Theorists have also deduced and experimentalists have also confirmed that time as well is not an absolute quantity. The rate at which time flows is not the same for all clocks but it too, like a measurement of space, depends on the state of motion of the clock. From the viewpoint of an absolute space and an absolute time, the speed of the light beam on the train can be measured to travel at the speed of the train plus the speed of the beam on the train. Let's call this speed change in space/change in time. But because the change in space and the change in time are not absolute quantities, you can imagine that there are people whose state of motion is such that the ratio change in space/change in time is not the same. It is precisely because of the lack of an absolute space and an absolute time that the ratio of changes in space over changes in time for the motion of light, comes out to be the same regardless of the person doing the measurement. In other words, the way in which space and time change as the speed of the observer changes, is such that the ratio of change in space over change in time for the motion of LIGHT gives the same answer for all observers. When you consider the speed of some object that is moving on the train that is NOT light, as measured by the person that is on the ground, this quantity will be different than the speed measured by someone on the train but it still is not just a simple addition of the speed of the object on the train plus the speed of the train.
In fact, this is your question in part 2 so I answer it more completely in the next paragraph. The fundamental point, then, is that measurements of space and time depend on the state of motion of the observer with respect to other observers, and all measurements of speed will differ from those of Newton's theory where space is a fixed absolute thing and time flows equally on all clocks. One of the main difficulties in understanding these ideas is the fact that we have no mental image of something we call space that is not fixed, out there, independent of the point of view of the observer.
David Garofalo
17. If person A and person B were in an open box-car moving at 75 km/h and person A threw a ball to person B at 100 km/h, what would the speed of the ball register as if person C was standing on the ground outside the box-car with a radar gun?

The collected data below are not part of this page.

//! Chunk command implementation.

use crate::chunking::{create_chunker, ChunkingStrategy};
use crate::cli::Output;
use crate::config::Settings;
use anyhow::{Context, Result};
use std::io::Read;

/// Run the chunk command.
pub fn run_chunk(file: Option<&str>, strategy: Option<&str>, json: bool, settings: &Settings) -> Result<()> {
    let text = match file {
        Some(path) => {
            let path = Settings::expand_path(path);
            std::fs::read_to_string(&path).with_context(|| format!("Failed to read {}", path.display()))?
        }
        None => {
            let mut buf = String::new();
            std::io::stdin().read_to_string(&mut buf)?;
            buf
        }
    };

    let strategy = match strategy {
        Some(s) => s.parse::<ChunkingStrategy>().map_err(anyhow::Error::msg)?,
        None => settings.chunking.strategy(),
    };

    let chunker = create_chunker(strategy, settings.chunking.config());
    let passages = chunker.chunk(&text);

    if json {
        println!("{}", serde_json::to_string_pretty(&passages)?);
        return Ok(());
    }

    if passages.is_empty() {
        Output::warning("No text to chunk.");
        return Ok(());
    }

    Output::success(&format!("{} passages", passages.len()));
    for (i, passage) in passages.iter().enumerate() {
        Output::passage(i + 1, passage);
    }

    Ok(())
}
//! Content library types: videos, blog posts and the stores that hold them.

mod library;
mod slug;

pub use library::ContentLibrary;
pub use slug::Slug;

use serde::{Deserialize, Serialize};

/// Kind of content item.
#[derive(Debug, Clone, Copy, PartialEq, Eq, Hash, Serialize, Deserialize)]
#[serde(rename_all = "lowercase")]
pub enum ContentType {
    Video,
    Blog,
}

impl ContentType {
    /// Path segment used in library URLs (`/library/{segment}/{slug}`).
    pub fn path_segment(&self) -> &'static str {
        match self {
            ContentType::Video => "video-content",
            ContentType::Blog => "blog-content",
        }
    }

    /// Parse a library URL path segment.
    pub fn from_path_segment(segment: &str) -> Option<Self> {
        match segment {
            "video-content" => Some(ContentType::Video),
            "blog-content" => Some(ContentType::Blog),
            _ => None,
        }
    }

    /// Library URL for an item of this type.
    pub fn library_url(&self, slug: &Slug) -> String {
        format!("/library/{}/{}", self.path_segment(), slug)
    }
}

impl std::fmt::Display for ContentType {
    fn fmt(&self, f: &mut std::fmt::Formatter<'_>) -> std::fmt::Result {
        match self {
            ContentType::Video => write!(f, "video"),
            ContentType::Blog => write!(f, "blog"),
        }
    }
}

impl std::str::FromStr for ContentType {
    type Err = String;

    fn from_str(s: &str) -> std::result::Result<Self, Self::Err> {
        match s.to_lowercase().as_str() {
            "video" | "video-content" => Ok(ContentType::Video),
            "blog" | "blog-content" | "post" => Ok(ContentType::Blog),
            _ => Err(format!("Unknown content type: {}", s)),
        }
    }
}

/// A video with its transcript.
#[derive(Debug, Clone, Serialize, Deserialize)]
pub struct VideoContent {
    pub name: String,
    #[serde(default)]
    pub description: String,
    #[serde(default)]
    pub categories: Vec<String>,
    #[serde(default)]
    pub transcript: String,
    #[serde(default)]
    pub url: String,
}

/// Structured body of a blog post.
#[derive(Debug, Clone, Default, Serialize, Deserialize)]
pub struct BlogBody {
    #[serde(default)]
    pub table_of_contents: Vec<String>,
    #[serde(default)]
    pub text: String,
}

/// A blog post.
#[derive(Debug, Clone, Serialize, Deserialize)]
pub struct BlogPost {
    pub name: String,
    #[serde(default)]
    pub description: String,
    #[serde(default)]
    pub categories: Vec<String>,
    #[serde(default)]
    pub authors: Vec<String>,
    #[serde(default)]
    pub content: BlogBody,
    #[serde(default)]
    pub url: String,
}

/// Any item in the content library.
#[derive(Debug, Clone)]
pub enum ContentItem {
    Video(VideoContent),
    Blog(BlogPost),
}

impl ContentItem {
    pub fn name(&self) -> &str {
        match self {
            ContentItem::Video(v) => &v.name,
            ContentItem::Blog(b) => &b.name,
        }
    }

    pub fn description(&self) -> &str {
        match self {
            ContentItem::Video(v) => &v.description,
            ContentItem::Blog(b) => &b.description,
        }
    }

    pub fn categories(&self) -> &[String] {
        match self {
            ContentItem::Video(v) => &v.categories,
            ContentItem::Blog(b) => &b.categories,
        }
    }

    /// Transcript for videos, full text for blog posts.
    pub fn long_text(&self) -> &str {
        match self {
            ContentItem::Video(v) => &v.transcript,
            ContentItem::Blog(b) => &b.content.text,
        }
    }

    pub fn content_type(&self) -> ContentType {
        match self {
            ContentItem::Video(_) => ContentType::Video,
            ContentItem::Blog(_) => ContentType::Blog,
        }
    }

    pub fn slug(&self) -> Slug {
        Slug::from_name(self.name())
    }

    /// Library URL for this item.
    pub fn library_url(&self) -> String {
        self.content_type().library_url(&self.slug())
    }
}

/// Read access to content items by type and slug.
pub trait ContentStore: Send + Sync {
    /// Find the item whose name derives to `slug`.
    fn find(&self, content_type: ContentType, slug: &Slug) -> Option<&ContentItem>;

    /// All items in the store.
    fn items(&self) -> &[ContentItem];
}
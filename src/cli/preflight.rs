//! Pre-flight checks before expensive operations.
//!
//! Validates that required credentials and configuration are available
//! before starting operations that would otherwise fail midway.

use crate::config::Settings;
use crate::error::{CuratorError, Result};
use crate::openai::API_KEY_ENV;

/// Requirements for different operations.
#[derive(Debug, Clone, Copy)]
pub enum Operation {
    /// Indexing writes to the vector index.
    Index,
    /// Asking questions requires the generation key and the index.
    Ask,
    /// Search requires the index.
    Search,
}

/// Run pre-flight checks for the given operation.
///
/// Returns Ok(()) if all checks pass, or an error describing what's missing.
pub fn check(operation: Operation, settings: &Settings) -> Result<()> {
    match operation {
        Operation::Index | Operation::Search => {
            check_index(settings)?;
        }
        Operation::Ask => {
            check_env(API_KEY_ENV)?;
            check_index(settings)?;
        }
    }
    Ok(())
}

/// Whether each credential the configuration relies on is set.
///
/// Values are never included, only presence.
pub fn credential_report(settings: &Settings) -> Vec<(String, bool)> {
    let mut report = vec![(API_KEY_ENV.to_string(), env_is_set(API_KEY_ENV))];
    if uses_pinecone(settings) {
        let key_env = &settings.vector_index.api_key_env;
        report.push((key_env.clone(), env_is_set(key_env)));
    }
    report
}

fn uses_pinecone(settings: &Settings) -> bool {
    settings.vector_index.provider.eq_ignore_ascii_case("pinecone")
}

fn check_index(settings: &Settings) -> Result<()> {
    if !uses_pinecone(settings) {
        return Ok(());
    }
    if settings.vector_index.host.as_deref().map_or(true, |h| h.trim().is_empty()) {
        return Err(CuratorError::Config(
            "vector_index.host is not set. Add it to your config file or use provider = \"memory\"".to_string(),
        ));
    }
    check_env(&settings.vector_index.api_key_env)
}

fn env_is_set(name: &str) -> bool {
    std::env::var(name).map_or(false, |v| !v.trim().is_empty())
}

/// Check that an environment variable holds a non-empty value.
fn check_env(name: &str) -> Result<()> {
    if env_is_set(name) {
        Ok(())
    } else {
        Err(CuratorError::MissingCredential(format!(
            "{} is not set. Set it with: export {}='...'",
            name, name
        )))
    }
}
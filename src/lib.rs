//! Curator - passage indexing and grounded answers for a content library
//!
//! # Overview
//!
//! Curator allows you to:
//! - Split video transcripts and blog posts into paragraph-sized passages
//! - Push passages into a hosted vector index in rate-limit-aware batches
//! - Answer questions using only retrieved passages, with cited sources
//!
//! # Architecture
//!
//! - `config` - Settings and prompt templates
//! - `content` - Content items, slugs and the local library
//! - `chunking` - Sentence segmentation and paragraph packing
//! - `lexical` - Term-overlap scoring for in-process search
//! - `embedding` - Embedding generation and the local embedding repository
//! - `vector_index` - Vector index abstraction (Pinecone, in-memory)
//! - `indexing` - Throttled batch upserts with backoff
//! - `rag` - Retrieval, backfill, prompt assembly and generation
//! - `orchestrator` - Wires settings into components
//!
//! # Example
//!
//! ```rust,no_run
//! use curator::config::Settings;
//! use curator::orchestrator::Orchestrator;
//!
//! #[tokio::main]
//! async fn main() -> anyhow::Result<()> {
//!     let settings = Settings::load()?;
//!     let orchestrator = Orchestrator::new(settings)?;
//!     orchestrator.prepare().await?;
//!
//!     let engine = orchestrator.rag_engine(None)?;
//!     let response = engine.answer("How do I handle errors?").await?;
//!     println!("{}", response.format_for_display());
//!
//!     Ok(())
//! }
//! ```

pub mod chunking;
pub mod cli;
pub mod config;
pub mod content;
pub mod embedding;
pub mod error;
pub mod indexing;
pub mod lexical;
pub mod openai;
pub mod orchestrator;
pub mod rag;
pub mod vector_index;

pub use error::{CuratorError, Result};
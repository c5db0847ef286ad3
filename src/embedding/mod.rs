//! Embedding generation and the local embedding repository.

mod openai;
mod repository;

pub use openai::OpenAIEmbedder;
pub use repository::{cosine_similarity, EmbeddingRecord, EmbeddingRepository, MemoryEmbeddingRepository};

use crate::error::Result;
use async_trait::async_trait;

/// Trait for embedding generation.
#[async_trait]
pub trait Embedder: Send + Sync {
    /// Generate an embedding for a single text.
    async fn embed(&self, text: &str) -> Result<Vec<f32>>;

    /// Generate embeddings for multiple texts.
    async fn embed_batch(&self, texts: &[String]) -> Result<Vec<Vec<f32>>>;

    /// Get the embedding dimensions.
    fn dimensions(&self) -> usize;
}
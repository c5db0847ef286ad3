//! Index command implementation.

use crate::cli::preflight::{self, Operation};
use crate::cli::Output;
use crate::config::Settings;
use crate::content::ContentStore;
use crate::orchestrator::Orchestrator;
use anyhow::Result;
use std::collections::BTreeMap;

/// Run the index command.
pub async fn run_index(namespace: Option<String>, dry_run: bool, mut settings: Settings) -> Result<()> {
    if dry_run {
        // Nothing is written, so no remote index is needed.
        settings.vector_index.provider = "memory".to_string();
    } else if let Err(e) = preflight::check(Operation::Index, &settings) {
        Output::error(&e.to_string());
        return Err(e.into());
    }

    let orchestrator = Orchestrator::new(settings)?;
    let library = orchestrator.library();
    if library.items().is_empty() {
        Output::warning(&format!(
            "Content library is empty ({}).",
            orchestrator.settings().library_path().display()
        ));
        return Ok(());
    }

    let namespace = namespace.unwrap_or_else(|| orchestrator.namespace().to_string());
    let records = orchestrator.records();

    if dry_run {
        let mut per_item: BTreeMap<&str, usize> = BTreeMap::new();
        for record in &records {
            *per_item.entry(record.title.as_str()).or_default() += 1;
        }
        Output::header("Dry run");
        Output::kv("Items", &library.items().len().to_string());
        Output::kv("Passages", &records.len().to_string());
        Output::kv("Namespace", &namespace);
        for (title, count) in per_item {
            Output::kv(title, &format!("{} passages", count));
        }
        return Ok(());
    }

    let pb = Output::progress_bar(records.len() as u64, "Indexing passages");
    let result = orchestrator.index_library(&namespace, |n| pb.inc(n as u64)).await;
    pb.finish_and_clear();

    match result {
        Ok(report) => {
            Output::success(&format!(
                "Indexed {} passages into '{}' ({} batches)",
                report.records, namespace, report.batches
            ));
            if !report.backoff_delays.is_empty() {
                Output::info(&format!(
                    "Rate limited {} times; total backoff {:?}",
                    report.backoff_delays.len(),
                    report.backoff_delays.iter().sum::<std::time::Duration>()
                ));
            }
            Ok(())
        }
        Err(e) => {
            Output::error(&format!("Indexing failed: {}", e));
            Output::info(e.user_hint());
            Err(e.into())
        }
    }
}
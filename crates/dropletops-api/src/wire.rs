//! DigitalOcean v2 JSON payloads and their mapping to domain types.

use chrono::{DateTime, Utc};
use serde::{Deserialize, Serialize};

use dropletops_core::{
    Action, ActionId, ActionStatus, Droplet, DropletId, NetworkV4, Region, Snapshot, SnapshotId,
};

// ── Requests ───────────────────────────────────────────────────────

/// Body of `POST /v2/droplets/{id}/actions`.
#[derive(Debug, Serialize)]
pub struct DropletActionRequest<'a> {
    #[serde(rename = "type")]
    pub kind: &'static str,
    pub name: &'a str,
}

impl<'a> DropletActionRequest<'a> {
    pub fn snapshot(name: &'a str) -> Self {
        Self {
            kind: "snapshot",
            name,
        }
    }
}

// ── Responses ──────────────────────────────────────────────────────

/// Error body returned with non-2xx responses.
#[derive(Debug, Deserialize)]
pub struct ErrorBody {
    pub id: Option<String>,
    pub message: String,
}

#[derive(Debug, Deserialize)]
pub struct DropletEnvelope {
    pub droplet: WireDroplet,
}

#[derive(Debug, Deserialize)]
pub struct WireDroplet {
    pub id: u64,
    pub name: String,
    pub memory: u64,
    pub vcpus: u32,
    pub disk: u64,
    pub status: String,
    pub created_at: DateTime<Utc>,
    pub region: WireRegion,
    #[serde(default)]
    pub networks: WireNetworks,
}

#[derive(Debug, Deserialize)]
pub struct WireRegion {
    pub slug: String,
    pub name: String,
}

#[derive(Debug, Default, Deserialize)]
pub struct WireNetworks {
    #[serde(default)]
    pub v4: Vec<WireNetworkV4>,
}

#[derive(Debug, Deserialize)]
pub struct WireNetworkV4 {
    pub ip_address: String,
    #[serde(rename = "type")]
    pub kind: String,
}

impl From<WireDroplet> for Droplet {
    fn from(d: WireDroplet) -> Self {
        Droplet {
            id: DropletId(d.id),
            name: d.name,
            status: d.status,
            memory_mb: d.memory,
            vcpus: d.vcpus,
            disk_gb: d.disk,
            region: Region {
                slug: d.region.slug,
                name: d.region.name,
            },
            created_at: d.created_at,
            networks_v4: d
                .networks
                .v4
                .into_iter()
                .map(|n| NetworkV4 {
                    ip_address: n.ip_address,
                    kind: n.kind,
                })
                .collect(),
        }
    }
}

#[derive(Debug, Deserialize)]
pub struct ActionEnvelope {
    pub action: WireAction,
}

#[derive(Debug, Deserialize)]
pub struct WireAction {
    pub id: u64,
    pub status: String,
    #[serde(rename = "type", default)]
    pub kind: String,
    pub started_at: Option<DateTime<Utc>>,
    pub completed_at: Option<DateTime<Utc>>,
}

impl From<WireAction> for Action {
    fn from(a: WireAction) -> Self {
        Action {
            id: ActionId(a.id),
            status: ActionStatus::from(a.status),
            kind: a.kind,
            started_at: a.started_at,
            completed_at: a.completed_at,
        }
    }
}

/// One page of `GET /v2/droplets/{id}/snapshots`.
#[derive(Debug, Deserialize)]
pub struct SnapshotsPage {
    #[serde(default)]
    pub snapshots: Vec<WireSnapshot>,
    #[serde(default)]
    pub links: Links,
    pub meta: Option<Meta>,
}

impl SnapshotsPage {
    pub fn has_next(&self) -> bool {
        self.links
            .pages
            .as_ref()
            .and_then(|p| p.next.as_ref())
            .is_some()
    }
}

#[derive(Debug, Default, Deserialize)]
pub struct Links {
    pub pages: Option<Pages>,
}

#[derive(Debug, Deserialize)]
pub struct Pages {
    pub next: Option<String>,
}

#[derive(Debug, Deserialize)]
pub struct Meta {
    pub total: usize,
}

/// Snapshot ids are numeric for droplet images and strings for volume
/// snapshots.
#[derive(Debug, Deserialize)]
#[serde(untagged)]
pub enum WireId {
    Number(u64),
    Text(String),
}

impl From<WireId> for SnapshotId {
    fn from(id: WireId) -> Self {
        match id {
            WireId::Number(n) => SnapshotId::from(n),
            WireId::Text(s) => SnapshotId(s),
        }
    }
}

#[derive(Debug, Deserialize)]
pub struct WireSnapshot {
    pub id: WireId,
    pub name: String,
    pub created_at: DateTime<Utc>,
    #[serde(default)]
    pub regions: Vec<String>,
    #[serde(default)]
    pub size_gigabytes: f64,
}

impl From<WireSnapshot> for Snapshot {
    fn from(s: WireSnapshot) -> Self {
        Snapshot {
            id: s.id.into(),
            name: s.name,
            size_gigabytes: s.size_gigabytes,
            created_at: s.created_at,
            regions: s.regions,
        }
    }
}

#[cfg(test)]
mod tests {
    use super::*;

    #[test]
    fn decode_droplet() {
        let json = r#"{
            "droplet": {
                "id": 547986490,
                "name": "ecotachos-prod",
                "memory": 2048,
                "vcpus": 2,
                "disk": 60,
                "locked": false,
                "status": "active",
                "created_at": "2025-11-02T17:04:11Z",
                "region": {"slug": "nyc3", "name": "New York 3", "available": true},
                "networks": {
                    "v4": [
                        {"ip_address": "10.116.0.2", "netmask": "255.255.240.0", "type": "private"},
                        {"ip_address": "203.0.113.7", "netmask": "255.255.240.0", "type": "public"}
                    ],
                    "v6": []
                }
            }
        }"#;
        let env: DropletEnvelope = serde_json::from_str(json).unwrap();
        let droplet = Droplet::from(env.droplet);
        assert_eq!(droplet.id, DropletId(547986490));
        assert_eq!(droplet.memory_mb, 2048);
        assert_eq!(droplet.region.name, "New York 3");
        assert_eq!(droplet.public_ip(), Some("203.0.113.7"));
        assert!(droplet.is_active());
    }

    #[test]
    fn decode_action() {
        let json = r#"{
            "action": {
                "id": 36804745,
                "status": "in-progress",
                "type": "snapshot",
                "started_at": "2026-10-19T03:00:02Z",
                "completed_at": null,
                "resource_id": 547986490,
                "resource_type": "droplet",
                "region_slug": "nyc3"
            }
        }"#;
        let env: ActionEnvelope = serde_json::from_str(json).unwrap();
        let action = Action::from(env.action);
        assert_eq!(action.id, ActionId(36804745));
        assert_eq!(action.status, ActionStatus::InProgress("in-progress".into()));
        assert_eq!(action.kind, "snapshot");
        assert!(action.completed_at.is_none());
    }

    #[test]
    fn decode_snapshot_page_with_mixed_ids() {
        let json = r#"{
            "snapshots": [
                {"id": 7938206, "name": "ecotachos-auto-backup-2026-10-18", "created_at": "2026-10-18T03:01:10Z",
                 "regions": ["nyc3"], "size_gigabytes": 2.36, "min_disk_size": 60, "type": "snapshot"},
                {"id": "fbe805e8-866b-11e6-96bf-000f53315a41", "name": "vol", "created_at": "2026-10-17T03:01:10Z",
                 "regions": []}
            ],
            "links": {"pages": {"next": "https://api.digitalocean.com/v2/droplets/1/snapshots?page=2"}},
            "meta": {"total": 30}
        }"#;
        let page: SnapshotsPage = serde_json::from_str(json).unwrap();
        assert!(page.has_next());
        assert_eq!(page.meta.as_ref().map(|m| m.total), Some(30));

        let snaps: Vec<Snapshot> = page.snapshots.into_iter().map(Snapshot::from).collect();
        assert_eq!(snaps[0].id, SnapshotId("7938206".into()));
        assert_eq!(snaps[0].regions, vec!["nyc3".to_string()]);
        assert_eq!(
            snaps[1].id,
            SnapshotId("fbe805e8-866b-11e6-96bf-000f53315a41".into())
        );
        assert_eq!(snaps[1].size_gigabytes, 0.0);
    }

    #[test]
    fn last_page_has_no_next() {
        let page: SnapshotsPage =
            serde_json::from_str(r#"{"snapshots": [], "links": {}, "meta": {"total": 0}}"#).unwrap();
        assert!(!page.has_next());
    }

    #[test]
    fn snapshot_request_body() {
        let body = serde_json::to_value(DropletActionRequest::snapshot("nightly")).unwrap();
        assert_eq!(body, serde_json::json!({"type": "snapshot", "name": "nightly"}));
    }
}
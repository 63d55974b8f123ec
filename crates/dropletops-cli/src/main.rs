//! dropctl — operations CLI for a single DigitalOcean droplet.
//!
//! ```text
//! dropctl info | list | metrics
//! dropctl snapshot --name before-migration
//! dropctl backup --keep 5
//! dropctl health
//! DO_TOKEN=... DROPLET_ID=... dropctl cleanup --keep 3
//! ```
//!
//! Exit codes: 0 success, 1 failure or misconfiguration, 2 unhealthy.

use std::path::PathBuf;
use std::process::ExitCode;

use clap::{Parser, Subcommand};
use tokio::sync::watch;
use tracing::{error, info};
use tracing_subscriber::EnvFilter;

use dropletops_core::{OpsConfig, Severity};

mod commands;

const DEFAULT_LOG_FILTER: &str = "info,dropletops=debug";

#[derive(Parser)]
#[command(
    name = "dropctl",
    about = "Droplet operations: snapshots, health reports, deployment",
    version,
    propagate_version = true
)]
struct Cli {
    /// Config file (default: ./dropletops.toml if present).
    #[arg(long, global = true)]
    config: Option<PathBuf>,

    /// Droplet id, overriding DROPLET_ID and [droplet].id.
    #[arg(long, global = true)]
    droplet_id: Option<u64>,

    /// Emit logs as JSON lines.
    #[arg(long, global = true)]
    log_json: bool,

    #[command(subcommand)]
    command: Commands,
}

#[derive(Subcommand)]
enum Commands {
    /// Show droplet details
    Info,
    /// Create a snapshot and wait for it to finish
    Snapshot {
        /// Snapshot name (default: <prefix>-<YYYY-MM-DD-HH-MM>)
        #[arg(long)]
        name: Option<String>,
    },
    /// List the droplet's snapshots, newest first
    List,
    /// Show status and allocated resources
    Metrics,
    /// Delete snapshots beyond the newest N
    Cleanup {
        /// Snapshots to keep (default: [snapshot].keep_last)
        #[arg(long)]
        keep: Option<usize>,
    },
    /// Daily backup: snapshot, wait with a deadline, then prune
    Backup {
        /// Snapshots to keep (default: [backup].keep_last)
        #[arg(long)]
        keep: Option<usize>,
    },
    /// Write a local snapshot marker file
    LocalSnapshot,
    /// Droplet and service health report
    Health,
    /// Probe HEALTH_URL and record the result in health.json
    Healthcheck,
    /// Redeploy the application over SSH
    Deploy {
        /// Print the steps without connecting
        #[arg(long)]
        simulate: bool,
    },
}

#[tokio::main]
async fn main() -> ExitCode {
    let cli = Cli::parse();
    init_tracing(cli.log_json);

    match run(cli).await {
        Ok(code) => ExitCode::from(code),
        Err(e) => {
            let severity = severity_of(&e);
            error!(?severity, error = %format!("{e:#}"), "command failed");
            eprintln!("Error: {e:#}");
            ExitCode::from(failure_code(severity))
        }
    }
}

fn init_tracing(json: bool) {
    let filter =
        EnvFilter::try_from_default_env().unwrap_or_else(|_| EnvFilter::new(DEFAULT_LOG_FILTER));
    let builder = tracing_subscriber::fmt()
        .with_env_filter(filter)
        .with_writer(std::io::stderr);
    if json {
        builder.json().init();
    } else {
        builder.init();
    }
}

async fn run(cli: Cli) -> anyhow::Result<u8> {
    let mut config = OpsConfig::load(cli.config.as_deref())?;
    if let Some(id) = cli.droplet_id {
        config.droplet.id = Some(id);
    }

    match cli.command {
        Commands::Info => commands::droplet::info(&config).await,
        Commands::List => commands::droplet::list(&config).await,
        Commands::Metrics => commands::droplet::metrics(&config).await,
        Commands::Snapshot { name } => {
            commands::snapshot::snapshot(&config, name.as_deref(), shutdown_signal()).await
        }
        Commands::Backup { keep } => {
            commands::snapshot::backup(&config, keep, shutdown_signal()).await
        }
        Commands::Cleanup { keep } => commands::snapshot::cleanup(&config, keep).await,
        Commands::LocalSnapshot => commands::snapshot::local_snapshot(&config),
        Commands::Health => commands::health::health(&config).await,
        Commands::Healthcheck => commands::health::healthcheck(&config).await,
        Commands::Deploy { simulate } => commands::deploy::deploy(&config, simulate).await,
    }
}

/// Flips to `true` on Ctrl-C. Only installed for commands that wait on the
/// provider, so every other command keeps the default interrupt behavior.
fn shutdown_signal() -> watch::Receiver<bool> {
    let (tx, rx) = watch::channel(false);
    tokio::spawn(async move {
        if tokio::signal::ctrl_c().await.is_ok() {
            info!("shutdown signal received");
            let _ = tx.send(true);
        }
    });
    rx
}

/// Severity of the first typed error in the chain; untyped errors are fatal.
fn severity_of(err: &anyhow::Error) -> Severity {
    for cause in err.chain() {
        if let Some(e) = cause.downcast_ref::<dropletops_core::ConfigError>() {
            return e.severity();
        }
        if let Some(e) = cause.downcast_ref::<dropletops_api::ApiError>() {
            return e.severity();
        }
        if let Some(e) = cause.downcast_ref::<dropletops_snapshot::SnapshotError>() {
            return e.severity();
        }
        if let Some(e) = cause.downcast_ref::<dropletops_health::HealthError>() {
            return e.severity();
        }
        if let Some(e) = cause.downcast_ref::<dropletops_deploy::DeployError>() {
            return e.severity();
        }
    }
    Severity::Fatal
}

/// An error always exits non-zero, even one classed as tolerated.
fn failure_code(severity: Severity) -> u8 {
    severity.exit_code().max(1)
}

If person A threw the ball in the same direction as the open box car is moving, you would you would calculate using Newton's theory that the ball would be traveling at 175 km/hour which is just the sum of the speed of the ball plus the speed of the box car. If you did the calculation using relativity, you would get a value that is a bit less than 175 km/hour. The speeds you used in this example are so small compared to the speed of light that both the Newtonian value and the relativistic value of the speed of the ball as measured by person C would be almost the same. This is the reason why relativity was not discovered experimentally. Let's imagine, instead, that the box car is traveling at half the speed of light and the ball is thrown at half the speed of light. Then the speed of the ball as measured by person C would be 2/3 of the speed of light. The incorrect addition of speeds that you would use in Newtonian theory would give a speed measured by person C to be equal to the speed of light so there is a large difference in the two values. Finally let's imagine that the train was traveling at any speed you want between zero and the speed of light and the ball is thrown at the speed of light (i.e. it is actually a photon of light that is emitted from person A toward person B). In this case the measured value as recorded by person C would be the speed of light. All I did to get these results is to use the so-called Lorentz transformations that you probably have seen in your physics textbook for motion along the x-direction. These transformations allow me to calculate speeds as measured by different observers for whom changes in space and time are different.
David Garofalo
18. Recently I read the Astronomy magazine about the SS 433 star that blueshifts and redshifts and the stars gas is time dilated it also says that the star also has a Doppler effect. Does this mean that Einstein’s theory of special relativity is correct?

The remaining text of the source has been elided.